Dataset entries

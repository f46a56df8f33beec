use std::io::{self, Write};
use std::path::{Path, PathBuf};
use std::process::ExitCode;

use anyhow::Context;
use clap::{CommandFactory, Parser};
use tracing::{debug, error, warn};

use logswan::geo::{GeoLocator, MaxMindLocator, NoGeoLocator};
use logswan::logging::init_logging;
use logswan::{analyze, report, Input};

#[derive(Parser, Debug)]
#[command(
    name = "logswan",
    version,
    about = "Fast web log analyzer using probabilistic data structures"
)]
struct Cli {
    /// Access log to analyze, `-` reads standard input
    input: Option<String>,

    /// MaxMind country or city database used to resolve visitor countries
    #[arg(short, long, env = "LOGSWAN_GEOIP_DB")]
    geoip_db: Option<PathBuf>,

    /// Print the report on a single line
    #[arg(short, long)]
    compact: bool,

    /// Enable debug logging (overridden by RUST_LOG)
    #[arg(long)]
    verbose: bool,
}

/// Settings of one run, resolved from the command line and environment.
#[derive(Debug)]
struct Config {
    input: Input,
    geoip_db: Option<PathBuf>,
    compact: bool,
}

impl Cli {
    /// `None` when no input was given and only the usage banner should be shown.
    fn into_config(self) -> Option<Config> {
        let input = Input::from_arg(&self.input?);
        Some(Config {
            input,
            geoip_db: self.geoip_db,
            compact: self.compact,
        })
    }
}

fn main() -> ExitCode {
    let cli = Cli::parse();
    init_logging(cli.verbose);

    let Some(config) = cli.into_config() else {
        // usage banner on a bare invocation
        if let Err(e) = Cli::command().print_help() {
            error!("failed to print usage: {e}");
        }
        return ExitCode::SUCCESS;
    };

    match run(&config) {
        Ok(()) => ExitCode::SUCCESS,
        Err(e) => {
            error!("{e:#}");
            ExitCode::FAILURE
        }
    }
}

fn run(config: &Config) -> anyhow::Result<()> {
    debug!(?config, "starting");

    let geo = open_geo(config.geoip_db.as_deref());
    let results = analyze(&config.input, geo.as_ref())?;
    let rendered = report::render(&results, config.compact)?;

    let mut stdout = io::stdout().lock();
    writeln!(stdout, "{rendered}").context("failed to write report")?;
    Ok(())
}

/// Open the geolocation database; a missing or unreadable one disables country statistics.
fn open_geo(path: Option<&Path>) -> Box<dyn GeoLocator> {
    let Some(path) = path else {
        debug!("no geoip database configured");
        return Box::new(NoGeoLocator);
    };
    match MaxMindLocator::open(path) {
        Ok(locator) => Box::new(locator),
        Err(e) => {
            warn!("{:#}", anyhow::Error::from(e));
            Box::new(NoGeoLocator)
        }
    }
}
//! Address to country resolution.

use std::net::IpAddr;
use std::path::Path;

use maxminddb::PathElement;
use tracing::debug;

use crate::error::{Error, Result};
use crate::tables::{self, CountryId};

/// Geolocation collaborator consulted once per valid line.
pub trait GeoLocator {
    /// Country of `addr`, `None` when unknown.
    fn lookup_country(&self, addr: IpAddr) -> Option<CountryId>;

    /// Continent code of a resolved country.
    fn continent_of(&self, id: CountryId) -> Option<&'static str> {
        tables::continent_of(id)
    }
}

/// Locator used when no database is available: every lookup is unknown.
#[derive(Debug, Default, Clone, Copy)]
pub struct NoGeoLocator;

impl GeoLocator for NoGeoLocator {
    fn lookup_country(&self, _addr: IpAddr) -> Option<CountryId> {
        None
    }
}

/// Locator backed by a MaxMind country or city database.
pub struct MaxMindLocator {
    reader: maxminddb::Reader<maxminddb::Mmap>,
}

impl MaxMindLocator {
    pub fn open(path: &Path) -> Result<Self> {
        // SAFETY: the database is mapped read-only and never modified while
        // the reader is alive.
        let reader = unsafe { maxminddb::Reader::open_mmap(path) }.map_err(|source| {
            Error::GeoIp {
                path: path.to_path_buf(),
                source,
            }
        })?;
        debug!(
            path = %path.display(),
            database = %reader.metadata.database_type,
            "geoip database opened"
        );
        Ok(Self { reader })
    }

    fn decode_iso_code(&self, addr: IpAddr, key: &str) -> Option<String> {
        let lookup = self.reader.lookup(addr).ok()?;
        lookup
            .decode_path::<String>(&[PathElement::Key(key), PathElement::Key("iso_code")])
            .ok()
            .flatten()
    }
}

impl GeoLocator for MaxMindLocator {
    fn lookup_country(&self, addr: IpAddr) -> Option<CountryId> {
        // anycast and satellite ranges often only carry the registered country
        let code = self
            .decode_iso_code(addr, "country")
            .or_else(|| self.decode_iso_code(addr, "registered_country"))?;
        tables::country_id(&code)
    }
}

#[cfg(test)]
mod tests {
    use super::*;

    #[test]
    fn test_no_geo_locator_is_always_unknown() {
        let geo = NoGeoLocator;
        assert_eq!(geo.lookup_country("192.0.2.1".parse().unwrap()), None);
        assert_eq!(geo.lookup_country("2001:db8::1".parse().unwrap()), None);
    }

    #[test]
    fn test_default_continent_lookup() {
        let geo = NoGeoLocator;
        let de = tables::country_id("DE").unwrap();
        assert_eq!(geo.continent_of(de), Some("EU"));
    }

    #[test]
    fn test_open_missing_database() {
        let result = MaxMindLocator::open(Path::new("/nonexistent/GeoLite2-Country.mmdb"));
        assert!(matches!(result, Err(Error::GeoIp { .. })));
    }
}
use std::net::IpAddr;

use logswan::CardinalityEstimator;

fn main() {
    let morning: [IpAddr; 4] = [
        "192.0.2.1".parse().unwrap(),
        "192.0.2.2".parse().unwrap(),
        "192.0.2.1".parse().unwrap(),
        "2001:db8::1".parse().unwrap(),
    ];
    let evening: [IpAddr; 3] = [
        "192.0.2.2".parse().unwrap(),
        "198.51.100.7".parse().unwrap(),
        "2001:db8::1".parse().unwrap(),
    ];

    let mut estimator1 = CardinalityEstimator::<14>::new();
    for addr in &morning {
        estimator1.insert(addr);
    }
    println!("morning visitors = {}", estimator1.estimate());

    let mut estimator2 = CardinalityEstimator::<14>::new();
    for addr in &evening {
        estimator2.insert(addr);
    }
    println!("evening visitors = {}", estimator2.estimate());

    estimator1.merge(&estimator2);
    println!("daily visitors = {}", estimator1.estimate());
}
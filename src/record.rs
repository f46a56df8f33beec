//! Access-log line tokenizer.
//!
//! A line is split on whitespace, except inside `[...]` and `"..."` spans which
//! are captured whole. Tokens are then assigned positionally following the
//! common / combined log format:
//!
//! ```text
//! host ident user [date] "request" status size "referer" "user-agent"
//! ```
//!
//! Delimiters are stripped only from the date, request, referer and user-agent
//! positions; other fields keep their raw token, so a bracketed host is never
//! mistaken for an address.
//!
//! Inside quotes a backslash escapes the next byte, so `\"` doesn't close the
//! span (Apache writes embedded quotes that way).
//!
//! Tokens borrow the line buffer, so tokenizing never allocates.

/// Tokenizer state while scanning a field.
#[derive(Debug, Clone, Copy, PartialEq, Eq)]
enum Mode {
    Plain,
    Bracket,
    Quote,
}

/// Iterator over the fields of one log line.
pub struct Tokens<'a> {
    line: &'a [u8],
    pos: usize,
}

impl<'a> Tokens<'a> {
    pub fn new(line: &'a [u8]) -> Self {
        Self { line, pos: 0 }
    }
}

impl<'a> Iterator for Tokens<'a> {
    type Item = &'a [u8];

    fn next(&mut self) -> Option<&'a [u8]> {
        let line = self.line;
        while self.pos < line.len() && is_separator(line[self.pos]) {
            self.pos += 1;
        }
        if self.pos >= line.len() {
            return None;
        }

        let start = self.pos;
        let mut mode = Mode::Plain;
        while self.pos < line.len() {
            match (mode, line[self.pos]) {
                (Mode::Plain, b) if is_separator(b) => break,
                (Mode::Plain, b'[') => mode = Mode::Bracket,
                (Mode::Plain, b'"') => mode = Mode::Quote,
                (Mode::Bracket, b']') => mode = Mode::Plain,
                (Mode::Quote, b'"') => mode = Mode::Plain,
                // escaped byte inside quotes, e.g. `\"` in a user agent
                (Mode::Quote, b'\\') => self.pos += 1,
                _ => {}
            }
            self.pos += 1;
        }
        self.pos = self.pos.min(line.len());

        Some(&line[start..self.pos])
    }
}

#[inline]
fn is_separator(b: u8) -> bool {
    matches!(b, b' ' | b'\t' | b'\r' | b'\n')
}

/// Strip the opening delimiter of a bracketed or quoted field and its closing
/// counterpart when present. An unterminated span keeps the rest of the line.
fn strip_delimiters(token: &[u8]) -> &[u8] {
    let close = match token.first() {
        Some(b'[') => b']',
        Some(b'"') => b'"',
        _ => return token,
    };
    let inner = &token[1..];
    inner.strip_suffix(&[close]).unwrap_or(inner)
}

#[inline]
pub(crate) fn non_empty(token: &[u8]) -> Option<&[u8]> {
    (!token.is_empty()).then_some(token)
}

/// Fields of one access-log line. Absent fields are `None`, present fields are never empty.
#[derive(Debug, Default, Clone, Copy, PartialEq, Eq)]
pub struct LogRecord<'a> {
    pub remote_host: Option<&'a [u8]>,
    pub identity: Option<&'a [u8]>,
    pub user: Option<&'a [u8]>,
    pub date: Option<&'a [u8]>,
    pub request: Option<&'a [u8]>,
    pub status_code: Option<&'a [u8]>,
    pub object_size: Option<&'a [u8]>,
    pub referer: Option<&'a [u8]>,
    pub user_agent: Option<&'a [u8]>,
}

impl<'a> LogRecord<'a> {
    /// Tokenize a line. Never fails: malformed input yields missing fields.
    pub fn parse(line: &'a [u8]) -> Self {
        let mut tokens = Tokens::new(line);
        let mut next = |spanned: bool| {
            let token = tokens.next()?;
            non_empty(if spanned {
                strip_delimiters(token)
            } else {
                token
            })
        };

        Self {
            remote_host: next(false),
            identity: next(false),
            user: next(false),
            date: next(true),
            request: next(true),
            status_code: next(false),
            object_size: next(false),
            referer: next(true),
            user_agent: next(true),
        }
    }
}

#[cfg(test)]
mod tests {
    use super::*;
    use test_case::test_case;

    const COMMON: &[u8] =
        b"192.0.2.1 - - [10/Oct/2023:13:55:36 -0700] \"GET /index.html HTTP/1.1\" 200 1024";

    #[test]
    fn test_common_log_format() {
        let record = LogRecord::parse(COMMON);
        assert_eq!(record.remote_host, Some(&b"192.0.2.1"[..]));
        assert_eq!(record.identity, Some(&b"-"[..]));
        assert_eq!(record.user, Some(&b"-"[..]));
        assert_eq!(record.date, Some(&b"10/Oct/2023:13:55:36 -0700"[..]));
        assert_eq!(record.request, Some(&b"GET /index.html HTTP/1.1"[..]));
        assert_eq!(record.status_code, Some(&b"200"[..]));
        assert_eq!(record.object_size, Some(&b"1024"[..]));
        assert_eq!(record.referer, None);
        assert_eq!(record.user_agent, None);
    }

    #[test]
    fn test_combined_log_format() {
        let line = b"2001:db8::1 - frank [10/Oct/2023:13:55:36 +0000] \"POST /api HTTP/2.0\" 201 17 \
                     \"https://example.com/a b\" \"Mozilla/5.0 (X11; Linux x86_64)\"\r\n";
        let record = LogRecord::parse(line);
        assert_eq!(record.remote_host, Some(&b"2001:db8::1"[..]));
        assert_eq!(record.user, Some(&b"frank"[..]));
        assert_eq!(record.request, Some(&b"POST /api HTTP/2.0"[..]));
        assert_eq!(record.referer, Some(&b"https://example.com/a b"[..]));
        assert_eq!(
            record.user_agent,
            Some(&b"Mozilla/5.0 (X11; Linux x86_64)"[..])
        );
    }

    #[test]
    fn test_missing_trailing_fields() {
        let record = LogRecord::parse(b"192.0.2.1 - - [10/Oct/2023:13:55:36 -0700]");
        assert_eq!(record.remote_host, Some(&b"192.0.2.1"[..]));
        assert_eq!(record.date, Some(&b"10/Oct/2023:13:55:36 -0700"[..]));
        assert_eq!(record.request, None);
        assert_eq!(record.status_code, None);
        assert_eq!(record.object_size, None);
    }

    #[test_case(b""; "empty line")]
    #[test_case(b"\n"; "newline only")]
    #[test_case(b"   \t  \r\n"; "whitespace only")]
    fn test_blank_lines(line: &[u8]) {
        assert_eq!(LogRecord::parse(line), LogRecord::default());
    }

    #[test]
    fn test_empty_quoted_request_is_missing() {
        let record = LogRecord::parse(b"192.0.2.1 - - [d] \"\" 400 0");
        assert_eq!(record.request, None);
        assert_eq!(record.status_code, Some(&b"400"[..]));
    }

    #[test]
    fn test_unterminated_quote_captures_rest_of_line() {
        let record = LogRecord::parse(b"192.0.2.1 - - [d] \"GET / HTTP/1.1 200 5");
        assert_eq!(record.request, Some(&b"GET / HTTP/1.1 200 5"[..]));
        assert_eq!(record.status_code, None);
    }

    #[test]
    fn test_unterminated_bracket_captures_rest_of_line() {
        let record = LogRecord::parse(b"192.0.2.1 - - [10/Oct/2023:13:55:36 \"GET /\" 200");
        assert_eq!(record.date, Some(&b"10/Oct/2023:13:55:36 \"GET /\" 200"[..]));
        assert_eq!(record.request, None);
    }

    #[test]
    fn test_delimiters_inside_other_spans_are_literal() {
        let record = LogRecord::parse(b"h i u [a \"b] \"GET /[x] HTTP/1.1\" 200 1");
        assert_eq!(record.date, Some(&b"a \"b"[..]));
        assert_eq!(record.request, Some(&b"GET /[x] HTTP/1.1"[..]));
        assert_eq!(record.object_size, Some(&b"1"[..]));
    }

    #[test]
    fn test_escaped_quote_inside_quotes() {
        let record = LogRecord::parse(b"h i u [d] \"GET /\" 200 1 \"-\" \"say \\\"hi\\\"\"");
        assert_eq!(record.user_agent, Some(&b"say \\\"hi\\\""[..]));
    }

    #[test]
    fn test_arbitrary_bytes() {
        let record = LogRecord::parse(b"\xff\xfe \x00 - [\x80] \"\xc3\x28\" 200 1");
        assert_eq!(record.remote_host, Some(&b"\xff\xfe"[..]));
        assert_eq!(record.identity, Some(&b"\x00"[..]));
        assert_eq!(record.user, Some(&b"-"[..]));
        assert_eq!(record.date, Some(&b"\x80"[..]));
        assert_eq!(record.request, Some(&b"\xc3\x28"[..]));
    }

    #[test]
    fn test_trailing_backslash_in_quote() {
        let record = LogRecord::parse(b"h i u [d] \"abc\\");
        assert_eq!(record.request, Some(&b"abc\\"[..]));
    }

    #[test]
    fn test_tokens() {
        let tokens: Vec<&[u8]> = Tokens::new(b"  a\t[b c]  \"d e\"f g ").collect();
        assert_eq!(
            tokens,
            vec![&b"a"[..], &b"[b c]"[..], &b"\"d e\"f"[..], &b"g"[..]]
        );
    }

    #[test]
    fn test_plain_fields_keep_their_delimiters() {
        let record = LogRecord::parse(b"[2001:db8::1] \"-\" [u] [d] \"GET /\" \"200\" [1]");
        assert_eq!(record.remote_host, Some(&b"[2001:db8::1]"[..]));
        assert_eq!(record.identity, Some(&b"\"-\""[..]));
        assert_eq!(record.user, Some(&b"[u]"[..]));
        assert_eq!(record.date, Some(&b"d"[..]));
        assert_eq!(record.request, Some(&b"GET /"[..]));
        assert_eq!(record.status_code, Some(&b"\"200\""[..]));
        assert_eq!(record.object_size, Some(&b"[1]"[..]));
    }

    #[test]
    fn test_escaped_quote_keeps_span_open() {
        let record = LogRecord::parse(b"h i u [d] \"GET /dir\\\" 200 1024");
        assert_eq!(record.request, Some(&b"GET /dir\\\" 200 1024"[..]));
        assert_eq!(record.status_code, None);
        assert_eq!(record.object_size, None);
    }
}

ASSIGNMENT
Working from the entries above, filter out every line that lacks "present" and copy what remains.

RESULT OF THIS TASK
/// counterpart when present. An unterminated span keeps the rest of the line.
/// Fields of one access-log line. Absent fields are `None`, present fields are never empty.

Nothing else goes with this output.